Click to embiggen and see the final button selection. In the light of morning, I realized that the top two button types have color variations. I went with the darkest 4 of the second color and am quite pleased with how it looks.
Simplicity 2339, but with the center front opening placket from page 74 of David Page Coffin's Shirtmaking book. I made View A, in size 14A, with a few tweaks like shortening the sleeves and changing the straight hem to a gentle elliptical shape.
I sewed with a 1" SA down the sleeves and sides, tapering to 5/8" at the hips. In a stretch shirting, that would have been fine. For this non-stretch fabric, I wish I had used 5/8" seams for a bit more mobility.
I eked out this shirt from a 3/4 yard piece left over after making a robe (Butterick 5452). When I purchased this fabric at Fabrix during SF PR Weekend 2013, I thought it was cotton. After making the robe, I thought it might be cotton/poly due to the lack of wrinkling and difficulty getting it to take a press. A subsequent burn test and the itchiness factor suggests that this is pure cotton with a non-iron resin finish.
That resin drives my skin crazy. How do people stand it? And that resin sure makes the cotton more flammable. This is one shirt you don't want to wear near bunsen burners.
Anyway, I exercised my shirt-making muscles after a long hiatus.
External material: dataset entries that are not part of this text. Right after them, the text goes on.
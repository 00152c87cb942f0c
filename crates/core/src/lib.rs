//! # queuectl-core - Durable shell job queue
//!
//! This crate provides the execution engine behind `queuectl`:
//! - `Backend` trait for job and dead letter storage, with an in-memory
//!   implementation
//! - `Job`, `JobId`, `JobState` types
//! - `Queue` for enqueueing, inspecting and resurrecting jobs
//! - `RetryPolicy` for exponential backoff and quarantine decisions
//! - `WorkerPool` for running jobs on concurrent workers
//! - Error types
//!
//! ## Usage
//!
//! ```rust,no_run
//! use queuectl_core::{MemoryBackend, Queue, QueueConfig, ShellExecutor, WorkerConfig, WorkerPool};
//!
//! #[tokio::main]
//! async fn main() -> queuectl_core::Result<()> {
//!     let queue = Queue::new(MemoryBackend::new(), QueueConfig::default());
//!     queue.create_and_enqueue("echo hello", None).await?;
//!
//!     let mut pool = WorkerPool::new(queue, ShellExecutor::new(), WorkerConfig::default());
//!     pool.run_until(2, async {
//!         tokio::signal::ctrl_c().await.ok();
//!     })
//!     .await
//! }
//! ```

mod backend;
mod config;
mod error;
mod executor;
mod job;
mod memory;
mod pool;
mod queue;
mod reaper;
mod retry;
mod worker;

// Re-export main types
pub use backend::{Backend, DynBackend, SharedBackend};
pub use config::{QueueConfig, WorkerConfig, WorkerConfigBuilder};
pub use error::{QueueError, Result};
pub use executor::{Executor, ShellExecutor};
pub use job::{Job, JobId, JobState, ParseJobStateError};
pub use memory::MemoryBackend;
pub use pool::WorkerPool;
pub use queue::{Queue, QueueStats};
pub use reaper::Reaper;
pub use retry::{decide, RetryDecision, RetryPolicy};
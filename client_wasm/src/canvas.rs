//! Canvas 2D implementation of the game's drawing surface

use game_core::{Fill, Stroke, Surface, TextStyle};
use glam::Vec2;
use std::f64::consts::TAU;
use wasm_bindgen::JsValue;
use web_sys::{console, CanvasRenderingContext2d};

pub struct CanvasSurface {
    ctx: CanvasRenderingContext2d,
}

impl CanvasSurface {
    pub fn new(ctx: CanvasRenderingContext2d) -> Self {
        Self { ctx }
    }

    fn apply_fill(&self, fill: &Fill) {
        self.ctx.set_fill_style_str(&fill.color);
        match &fill.shadow {
            Some(shadow) => {
                self.ctx.set_shadow_color(&shadow.color);
                self.ctx.set_shadow_blur(shadow.blur as f64);
            }
            None => self.ctx.set_shadow_blur(0.0),
        }
    }
}

// Drawing is cosmetic; a failed call is reported and the frame goes on.
fn warn_on_err(result: Result<(), JsValue>) {
    if let Err(err) = result {
        console::warn_1(&err);
    }
}

impl Surface for CanvasSurface {
    fn clear(&mut self, width: f32, height: f32) {
        self.ctx.clear_rect(0.0, 0.0, width as f64, height as f64);
    }

    fn fill_circle(&mut self, center: Vec2, radius: f32, fill: &Fill) {
        self.apply_fill(fill);
        self.ctx.begin_path();
        warn_on_err(
            self.ctx
                .arc(center.x as f64, center.y as f64, radius as f64, 0.0, TAU),
        );
        self.ctx.fill();
        self.ctx.close_path();
    }

    fn fill_rect(&mut self, origin: Vec2, size: Vec2, fill: &Fill) {
        self.apply_fill(fill);
        self.ctx.fill_rect(
            origin.x as f64,
            origin.y as f64,
            size.x as f64,
            size.y as f64,
        );
    }

    fn stroke_line(&mut self, from: Vec2, to: Vec2, stroke: &Stroke) {
        let dash: js_sys::Array = stroke
            .dash
            .iter()
            .map(|d| JsValue::from_f64(*d as f64))
            .collect();
        warn_on_err(self.ctx.set_line_dash(&dash));
        self.ctx.set_shadow_blur(0.0);
        self.ctx.set_stroke_style_str(&stroke.color);
        self.ctx.set_line_width(stroke.width as f64);

        self.ctx.begin_path();
        self.ctx.move_to(from.x as f64, from.y as f64);
        self.ctx.line_to(to.x as f64, to.y as f64);
        self.ctx.stroke();

        warn_on_err(self.ctx.set_line_dash(&js_sys::Array::new()));
    }

    fn fill_text(&mut self, text: &str, at: Vec2, style: &TextStyle) {
        self.apply_fill(&style.fill);
        self.ctx.set_font(&style.font);
        self.ctx.set_text_align(style.align.as_css());
        warn_on_err(self.ctx.fill_text(text, at.x as f64, at.y as f64));
        self.ctx.set_shadow_blur(0.0);
    }
}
I have a gorgeous piece of cotton shirting from Britex (also purchased in SF at PR Weekend) and some coordinating poplin for trim from The Fabric Store. I'm hoping that the resin will wash out and become tolerable.
The beach photograph shows a peek of Jalie 3243, a very sleek pull-on elastic pants/shorts pattern. If you lack the time or skill to put in a fly zip, this is a great alternative.
Follow-up:I did some research on non-iron fabric finishes and why they make my skin itch. The fabric is impregnated with a resin that releases formaldehyde. For most people, that is not a huge problem. But, for sensitized people, it can cause itching and contact dermatitis.
I recall becoming sensitized to formaldehyde in high school biology class. It was so bad, we had to find somewhere else for me to perform my lab work.
Thanks to Little Hunting Creek's suggestion, I searched for ways to remove the resin. Synthrapol, aka Dyer's detergent, removes fabric coatings. It doesn't do a complete job, but it helped.